Dual site targeting of the bacterial 70S ribosome by tetracyclines
Performance of continuous glucose monitoring-based meal detection algorithms in young healthy adults
Abstract Continuous glucose monitoring (CGM) enables automated detection of eating events via meal detection algorithms (MDAs); however, CGM-only MDAs have not been comprehensively evaluated using a shared dataset. We compared nine published CGM-only MDAs using standardized metrics by testing them with CGM data from 16 young, healthy, normal-weight adults under free-living conditions. We employed a per-participant holdout design, with separate training, validation, and testing sets, and assessed performance on the test set (216 meals) using sensitivity, false positives per day (FP/day), and detection time (Δt). Sensitivity ranged from 49 to 90%, FP/day from 0.12 to 2.42, and Δt from 37 to 61 min.
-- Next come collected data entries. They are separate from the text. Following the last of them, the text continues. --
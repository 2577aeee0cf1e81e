use sqlx::SqlitePool;

pub async fn init_db(pool: &SqlitePool) -> anyhow::Result<()> {
    // Pragmas for better durability/performance; log failures but continue
    if let Err(e) = sqlx::query("PRAGMA journal_mode=WAL;").execute(pool).await {
        tracing::warn!("Failed to set WAL journal mode: {}", e);
    }
    if let Err(e) = sqlx::query("PRAGMA synchronous=NORMAL;").execute(pool).await {
        tracing::warn!("Failed to set synchronous mode: {}", e);
    }
    // Foreign keys are critical - fail if this doesn't work
    sqlx::query("PRAGMA foreign_keys=ON;").execute(pool).await?;

    if let Err(e) = sqlx::query("PRAGMA busy_timeout=10000;").execute(pool).await {
        tracing::warn!("Failed to set busy_timeout: {}", e);
    }
    if let Err(e) = sqlx::query("PRAGMA temp_store=MEMORY;").execute(pool).await {
        tracing::warn!("Failed to set temp_store: {}", e);
    }

    // sources table: seed sites registered for crawling
    sqlx::query(
        r#"CREATE TABLE IF NOT EXISTS sources (
            id INTEGER PRIMARY KEY AUTOINCREMENT,
            label TEXT NOT NULL,
            url TEXT NOT NULL,
            created_at TEXT NOT NULL DEFAULT (strftime('%Y-%m-%dT%H:%M:%SZ','now'))
        )"#,
    )
    .execute(pool)
    .await?;

    // directories table: crawl results, keyed naturally by (source_id, path)
    // so that re-crawls upsert instead of duplicating
    sqlx::query(
        r#"CREATE TABLE IF NOT EXISTS directories (
            id INTEGER PRIMARY KEY AUTOINCREMENT,
            source_id INTEGER NOT NULL,
            name TEXT NOT NULL,
            path TEXT NOT NULL,
            original_link TEXT NOT NULL,
            created_at TEXT NOT NULL DEFAULT (strftime('%Y-%m-%dT%H:%M:%SZ','now')),
            UNIQUE(source_id, path),
            FOREIGN KEY(source_id) REFERENCES sources(id) ON DELETE CASCADE
        )"#,
    )
    .execute(pool)
    .await?;

    // admin_settings table: single row holding the admin password hash
    sqlx::query(
        r#"CREATE TABLE IF NOT EXISTS admin_settings (
            id INTEGER PRIMARY KEY AUTOINCREMENT,
            password_hash TEXT NOT NULL,
            created_at TEXT NOT NULL DEFAULT (strftime('%Y-%m-%dT%H:%M:%SZ','now'))
        )"#,
    )
    .execute(pool)
    .await?;

    let indexes = [
        ("idx_directories_name", "CREATE INDEX IF NOT EXISTS idx_directories_name ON directories(name)"),
        (
            "idx_directories_source",
            "CREATE INDEX IF NOT EXISTS idx_directories_source ON directories(source_id)",
        ),
        (
            "idx_directories_created",
            "CREATE INDEX IF NOT EXISTS idx_directories_created ON directories(created_at DESC)",
        ),
    ];

    for (name, query) in indexes {
        if let Err(e) = sqlx::query(query).execute(pool).await {
            match &e {
                sqlx::Error::Database(db_err) => {
                    let msg = db_err.message().to_lowercase();
                    if msg.contains("already exists") || msg.contains("duplicate") {
                        tracing::debug!("Index {} already exists, skipping", name);
                    } else {
                        tracing::warn!("Failed to create index {}: {}", name, e);
                    }
                }
                _ => {
                    tracing::warn!("Failed to create index {}: {}", name, e);
                }
            }
        }
    }

    Ok(())
}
Fuzzy logic and simulation-based approaches showed the highest sensitivity (90% and 83%) but slower detection (> 59 min) and higher FP rates (> 1.28/day). Pattern-recognition classifiers (82%, 0.39 FP/day, 44 min; 77%, 0.33, 42 min) and a glucose-insulin-model-based method (77%, 0.22, 41 min) showed more balanced performance, while rate-of-change detectors were faster (37–38 min) but less sensitive (70–72%). No single MDA consistently outperformed others across metrics. Pattern-recognition and physiological modeling approaches demonstrated the most balanced performance, whereas rate-of-change methods enabled faster detection with reduced accuracy. Algorithm choice should reflect application priorities, such as early detection versus reliability.